Lung endothelial cells (ECs) and pericytes are closely juxtaposed with the respiratory epithelium before birth and thus may have instructive roles during development. To test this hypothesis, we screened EC-secreted proteins for their ability to alter cell differentiation in alveolar organoids. We identified secreted protein acidic and rich in cysteine-like protein 1 (SPARCL1) as an extracellular matrix molecule that can promote alveolar type 2 (AT2) cell differentiation in vitro. SPARCL1-treated organoids display lysozyme upregulation and a doubling in the number of AT2 cells at the expense of intermediate progenitors.
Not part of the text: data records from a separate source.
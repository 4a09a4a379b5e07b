use axum::{
    extract::State,
    http::StatusCode,
    response::{IntoResponse, Response},
    Json,
};
use serde_json::json;
use std::sync::Arc;
use thiserror::Error;

use crate::metrics;
use crate::services::driver::SessionClosed;
use crate::services::AppState;

pub async fn health_check(State(state): State<Arc<AppState>>) -> impl IntoResponse {
    (
        StatusCode::OK,
        Json(json!({
            "status": "healthy",
            "service": "longtext-question",
            "version": env!("CARGO_PKG_VERSION"),
            "open_sessions": state.session_count().await,
        })),
    )
}

pub async fn metrics_handler() -> impl IntoResponse {
    match metrics::render_metrics() {
        Ok(metrics_text) => (StatusCode::OK, metrics_text),
        Err(e) => (
            StatusCode::INTERNAL_SERVER_ERROR,
            format!("Failed to render metrics: {}", e),
        ),
    }
}

#[derive(Debug, Error)]
pub enum ApiError {
    #[error("{0}")]
    BadRequest(String),
    #[error("{0}")]
    NotFound(String),
    #[error("{0}")]
    PayloadTooLarge(String),
    #[error("{0}")]
    Internal(String),
}

impl ApiError {
    fn bad_request(message: impl Into<String>) -> Self {
        ApiError::BadRequest(message.into())
    }

    fn not_found(message: impl Into<String>) -> Self {
        ApiError::NotFound(message.into())
    }
}

impl From<anyhow::Error> for ApiError {
    fn from(err: anyhow::Error) -> Self {
        ApiError::Internal(err.to_string())
    }
}

impl From<SessionClosed> for ApiError {
    fn from(err: SessionClosed) -> Self {
        ApiError::NotFound(err.to_string())
    }
}

impl IntoResponse for ApiError {
    fn into_response(self) -> Response {
        let status = match &self {
            ApiError::BadRequest(_) => StatusCode::BAD_REQUEST,
            ApiError::NotFound(_) => StatusCode::NOT_FOUND,
            ApiError::PayloadTooLarge(_) => StatusCode::PAYLOAD_TOO_LARGE,
            ApiError::Internal(_) => StatusCode::INTERNAL_SERVER_ERROR,
        };
        (status, Json(self.to_string())).into_response()
    }
}

pub mod questions;
pub mod statements;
SPARCL1 also induces the upregulation of nuclear factor κB (NF-κB) target genes, and suppression of NF-κB activation in lung organoids blocked SPARCL1 effects. NF-κB activation by lipopolysaccharide (LPS) was sufficient to induce AT2 cell differentiation; however, pharmacological inhibition of the pathway alone did not prevent it. These data support a role for SPARCL1 and NF-κB in alveolar cell differentiation and suggest a potential value in targeting this signaling axis to promote alveolar maturation and regeneration.